To save anyone else from another unsolicited rant on this bit of TV, I figured I’d better get it all out in text in a newsletter dedicated to work, and thus a form being messaged to people who are at least a little bit interested.
Let’s get into it.
I should have known from the title alone that this episode would piss me off. It’s framed as a question, but with a clever little bit of judgment baked in. Look at it. Should we still be working from home? Should we still be working from home? Interestingly, no other Panorama episodes currently available on iPlayer have the word ‘should’ – indicating some form of moral judgment, an idea of ‘correctness’ – in the title. ‘Still’, too, is a curious choice. Like, wow, we’re still doing this? Haven’t we progressed past the need? The answer is implicit, and that’s even without journalists’ knowledge of Betteridge’s law of headlines (any headline that ends in a question mark can be answered by the word no). You wouldn’t ask: should we still be kind to other people? Should we still be loving our children and pets?
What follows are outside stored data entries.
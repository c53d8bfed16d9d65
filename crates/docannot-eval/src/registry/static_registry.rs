use std::collections::HashMap;
use std::fmt;
use std::sync::Arc;

use anyhow::bail;
use docannot_syntax::{Annotation, Value};

use super::{
    ConstructorArgs, ConstructorParam, FieldDescriptor, TypeDescriptor, TypeRegistry, same_type,
};

/// Custom construction logic for a [`TypeDef`].
pub type Factory = Arc<dyn Fn(ConstructorArgs) -> anyhow::Result<Annotation> + Send + Sync>;

/// Definition of one type held by a [`StaticRegistry`].
#[derive(Clone)]
pub struct TypeDef {
    descriptor: TypeDescriptor,
    parent: Option<String>,
    factory: Option<Factory>,
}

impl fmt::Debug for TypeDef {
    fn fmt(&self, f: &mut fmt::Formatter<'_>) -> fmt::Result {
        f.debug_struct("TypeDef")
            .field("descriptor", &self.descriptor)
            .field("parent", &self.parent)
            .field("factory", &self.factory.is_some())
            .finish()
    }
}

impl TypeDef {
    /// A plain type with no documentation.
    pub fn new(name: impl Into<String>) -> Self {
        Self {
            descriptor: TypeDescriptor {
                name: name.into(),
                ..TypeDescriptor::default()
            },
            parent: None,
            factory: None,
        }
    }

    /// A type whose documentation carries `@Annotation`.
    pub fn annotation(name: impl Into<String>) -> Self {
        Self::new(name).doc("/** @Annotation */")
    }

    pub fn doc(mut self, doc: impl Into<String>) -> Self {
        self.descriptor.doc_comment = Some(doc.into());
        self
    }

    pub fn field(mut self, field: FieldDescriptor) -> Self {
        self.descriptor.fields.push(field);
        self
    }

    /// Shorthand for a field with a documentation comment.
    pub fn typed_field(self, name: impl Into<String>, doc: impl Into<String>) -> Self {
        self.field(FieldDescriptor::new(name).doc(doc))
    }

    pub fn constructor(mut self, params: Vec<ConstructorParam>) -> Self {
        self.descriptor.constructor = Some(params);
        self
    }

    /// Opts into named-argument construction without a doc marker.
    pub fn named_arguments(mut self) -> Self {
        self.descriptor.named_arguments = true;
        self
    }

    pub fn extends(mut self, parent: impl Into<String>) -> Self {
        self.parent = Some(parent.into());
        self
    }

    pub fn factory<F>(mut self, factory: F) -> Self
    where
        F: Fn(ConstructorArgs) -> anyhow::Result<Annotation> + Send + Sync + 'static,
    {
        self.factory = Some(Arc::new(factory));
        self
    }

    pub fn name(&self) -> &str {
        &self.descriptor.name
    }

    /// Instance with every field at its default.
    fn blank(&self) -> Annotation {
        let mut instance = Annotation::new(self.descriptor.name.clone());
        for field in &self.descriptor.fields {
            instance.set(field.name.clone(), field.default.clone());
        }
        instance
    }

    /// Record-style construction: constructor parameters and map keys become
    /// properties of the same name.
    fn build(&self, args: ConstructorArgs) -> anyhow::Result<Annotation> {
        if let Some(factory) = &self.factory {
            return factory(args);
        }

        let mut instance = self.blank();
        match args {
            ConstructorArgs::Empty => {}
            ConstructorArgs::Values(values) => {
                for (name, value) in values {
                    instance.set(name, value);
                }
            }
            ConstructorArgs::Positional(values) => {
                let params = self.descriptor.constructor_params();
                if values.len() > params.len() {
                    bail!(
                        "{} takes {} arguments, {} given",
                        self.descriptor.name,
                        params.len(),
                        values.len()
                    );
                }
                for (param, value) in params.iter().zip(values) {
                    instance.set(param.name.clone(), value);
                }
            }
        }
        Ok(instance)
    }
}

/// In-memory [`TypeRegistry`] built from [`TypeDef`]s and named constants.
///
/// Type lookups are case-insensitive. Constants are looked up exactly.
///
/// # Example
///
/// ```rust
/// use docannot_eval::{StaticRegistry, TypeDef, TypeRegistry};
///
/// let registry = StaticRegistry::new()
///     .with_type(TypeDef::annotation("App\\Route").typed_field("path", "/** @var string */"))
///     .with_constant("App\\Route::GET", "GET".into());
///
/// assert!(registry.exists("app\\route"));
/// assert!(registry.constant("App\\Route::GET").is_some());
/// ```
#[derive(Debug, Clone, Default)]
pub struct StaticRegistry {
    types: HashMap<String, TypeDef>,
    constants: HashMap<String, Value>,
}

fn type_key(name: &str) -> String {
    name.trim_start_matches('\\').to_ascii_lowercase()
}

impl StaticRegistry {
    pub fn new() -> Self {
        Self::default()
    }

    pub fn with_type(mut self, def: TypeDef) -> Self {
        self.register(def);
        self
    }

    pub fn with_constant(mut self, name: impl Into<String>, value: Value) -> Self {
        self.constants.insert(name.into(), value);
        self
    }

    pub fn register(&mut self, def: TypeDef) {
        self.types.insert(type_key(def.name()), def);
    }

    pub fn len(&self) -> usize {
        self.types.len()
    }

    pub fn is_empty(&self) -> bool {
        self.types.is_empty()
    }

    fn get(&self, name: &str) -> Option<&TypeDef> {
        self.types.get(&type_key(name))
    }
}

impl TypeRegistry for StaticRegistry {
    fn exists(&self, name: &str) -> bool {
        self.get(name).is_some()
    }

    fn describe(&self, name: &str) -> Option<TypeDescriptor> {
        self.get(name).map(|def| def.descriptor.clone())
    }

    fn constant(&self, name: &str) -> Option<Value> {
        self.constants.get(name.trim_start_matches('\\')).cloned()
    }

    fn instantiate(&self, name: &str, args: ConstructorArgs) -> anyhow::Result<Annotation> {
        match self.get(name) {
            Some(def) => def.build(args),
            None => bail!("unknown type {}", name),
        }
    }

    fn is_subtype(&self, name: &str, parent: &str) -> bool {
        let mut current = name.to_string();
        // Bounded walk; a cyclic `extends` chain is not an error here.
        for _ in 0..=self.types.len() {
            if same_type(&current, parent) {
                return true;
            }
            match self.get(&current).and_then(|def| def.parent.as_ref()) {
                Some(next) => current = next.clone(),
                None => return false,
            }
        }
        false
    }
}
Then the episode opens not in an office, or even at home, but on a golf course. We’re told that the number of people playing golf during the week is on the up, stats that I don’t dispute, but that seem… oddly selected. I’m not a golfer, but I can imagine many reasons someone might golf during the week rather than at the weekend; their working pattern isn’t Monday to Friday, for example, they’ve booked annual leave and gone on a golfing trip, or they’re in a business that requires the kind of conversation and schmoozing that happens to take place on a green. The implication the show gives, however, is one-note: it’s because more people are working from home, and thus more people are skiving off to hit a few rounds (is this the right terminology for golf? Don’t tell me if not).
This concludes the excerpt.